For the Fallon cancer cluster families, nothing can erase the trauma of their experiences. Dead children cannot be replaced, and broken families often do not heal. But among the lessons learned from the cancer cluster is that having access to healthcare without financial barrier through a single payer – publically funded, privately delivered – healthcare system would at least alleviate the pressure of wondering if a sick child will get the care he or she needs to survive. And in years to come, the survivors may well be barred from having care at all if their cancers are labeled as pre-existing conditions for the purposes of insurance company review – unless the system is reformed.
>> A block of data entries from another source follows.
use axum::http::StatusCode;
use axum::response::{IntoResponse, Response};
use axum::Json;
use serde::Serialize;

use crate::services::ai::AiError;
use crate::services::transcript::TranscriptError;
use crate::store::StoreError;

/// The one failure shape every endpoint speaks, matching what the browser
/// shell expects from the original serverless functions.
#[derive(Debug, Serialize)]
pub struct ErrorBody {
    pub error: String,
}

#[derive(Debug, Clone)]
pub struct AppError {
    status: StatusCode,
    message: String,
    is_operational: bool,
}

impl AppError {
    pub fn bad_request(message: impl Into<String>) -> Self {
        Self::operational(StatusCode::BAD_REQUEST, message)
    }

    pub fn not_found(message: impl Into<String>) -> Self {
        Self::operational(StatusCode::NOT_FOUND, message)
    }

    pub fn upstream(message: impl Into<String>) -> Self {
        Self::operational(StatusCode::INTERNAL_SERVER_ERROR, message)
    }

    pub fn internal(message: impl Into<String>) -> Self {
        Self {
            status: StatusCode::INTERNAL_SERVER_ERROR,
            message: message.into(),
            is_operational: false,
        }
    }

    fn operational(status: StatusCode, message: impl Into<String>) -> Self {
        Self {
            status,
            message: message.into(),
            is_operational: true,
        }
    }
}

impl IntoResponse for AppError {
    fn into_response(self) -> Response {
        let message = if self.is_operational {
            self.message
        } else {
            "服务器内部错误".to_string()
        };
        (self.status, Json(ErrorBody { error: message })).into_response()
    }
}

impl From<StoreError> for AppError {
    fn from(error: StoreError) -> Self {
        tracing::error!(%error, "store operation failed");
        Self::internal(error.to_string())
    }
}

impl From<AiError> for AppError {
    fn from(error: AiError) -> Self {
        match error {
            AiError::NotConfigured => Self::bad_request(error.to_string()),
            AiError::Timeout
            | AiError::Upstream(_)
            | AiError::BadFormat
            | AiError::Request(_) => Self::upstream(error.to_string()),
        }
    }
}

impl From<TranscriptError> for AppError {
    fn from(error: TranscriptError) -> Self {
        Self::upstream(error.to_string())
    }
}

pub fn json_error(status: StatusCode, message: impl Into<String>) -> AppError {
    AppError::operational(status, message)
}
“It’s so hard to have to miss work and yet you have to be with your child. Even for those of us with insurance coverage, the costs for travel to care – because you could not get the care in Fallon—combined with losses of income take a huge toll on everyone in the family. Many relationships didn’t survive the strain,” Jeff added. He said one of his vivid memories was driving back from Jeremy’s care in California with his wife, Debbie, nearly ready to deliver their second child, Justin. “She should have had the attention and the excitement that a soon-to-be-new-mom wants and needs but we were torn apart by the horror of Jeremy’s illness and what he was going through. We sobbed all the way home.”
The cluster was first identified in 1998-1999 by a registered nurse who saw what she knew was an influx of children diagnosed with cancer. She sounded the alarms and with a growing chorus of concerned community members welcomed the U.S. Center for Disease Control to conduct a series of meetings and the studies that might identify why the cancer was clustered in these children of Fallon.
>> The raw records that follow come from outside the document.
use axum::extract::State;
use axum::http::StatusCode;
use axum::response::{IntoResponse, Response};
use axum::routing::post;
use axum::{Json, Router};
use serde::{Deserialize, Serialize};

use crate::response::{json_error, AppError};
use crate::state::AppState;

#[derive(Debug, Deserialize)]
struct TranscriptRequest {
    #[serde(default)]
    url: String,
}

#[derive(Debug, Serialize)]
struct TranscriptResponse {
    text: String,
}

pub fn router() -> Router<AppState> {
    Router::new().route("/", post(fetch))
}

async fn fetch(State(state): State<AppState>, body: Option<Json<TranscriptRequest>>) -> Response {
    let Some(Json(body)) = body else {
        return json_error(StatusCode::BAD_REQUEST, "Missing YouTube URL").into_response();
    };
    if body.url.trim().is_empty() {
        return json_error(StatusCode::BAD_REQUEST, "Missing YouTube URL").into_response();
    }

    match state.transcripts().fetch_french(&body.url).await {
        Ok(text) => Json(TranscriptResponse { text }).into_response(),
        Err(error) => AppError::from(error).into_response(),
    }
}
Why were they seeing case after case of a type of cancer (ALL) that might normally attack one child in 100,000 over a five year period? Was it something in their environment? The water – fuel leaked into the ground water supply? Tungsten? Arsenic? The air? And if so, from where? One of our own military installations? One of the local suppliers to those installations? Fertilizers or pesticides leeched into the water? Chance? A clustered virus?
Or was the problem genetic somehow? Or did the kids become exposed inutero where moms had passed along an ingested carcinogen or had in some other way been exposed to something damaging? The community clamored for answers while at the same time trying not to damage its image and future potential for its residents and its economic well-being. And studies have been engaged to try to answer some of these questions.
A grant that provides more research support and even bottled water for the schools has one more year to run and was secured through citizen advocacy – including Jeff and another cancer patient’s mom – and because they secured help from Senators Harry Reid, Hillary Clinton and the Lance Armstrong Foundation. Other community fundraisers were held over and over again – car washes, bake sales and benefits – to support families suffering under the financial burdens of caretaking and health coverage pressures.
Jeff said, “One of our challenges is that seven of the original 17 children in the cluster have moved away and cannot be found.” And he wonders for them what the future brings for their health and well-being.
Several families continue the search for causes – and Jeff is one of the leaders of the effort. But even that search is problematic in that some town’s people firmly believe that continuing the search labels the community as attached forevermore to the cancer cluster. In small town America, the future prospects for the town will be often be determined on the smallest of turns of history and twists of fate – and a cancer cluster is no small twist.
But the tragedy of the lost children represents an entirely different societal and political pressure for the cancer cluster families and for us all. The cancer cluster seems to have abated; Jeff says that the last case was identified more than 18 months ago.
For Jeff, saving other families from ever facing the pain he felt on that porch seven years ago may not be a certainty. But to the extent that research into the causes could stop even one tike from suffering or spare one life lost, he’ll keep fighting. As for the nurses who visited Fallon, achieving a just healthcare system through single payer reform will continue to be a commitment to all the patients they’ve protected and cared for who were not afforded the basic human right of being cared for when sick.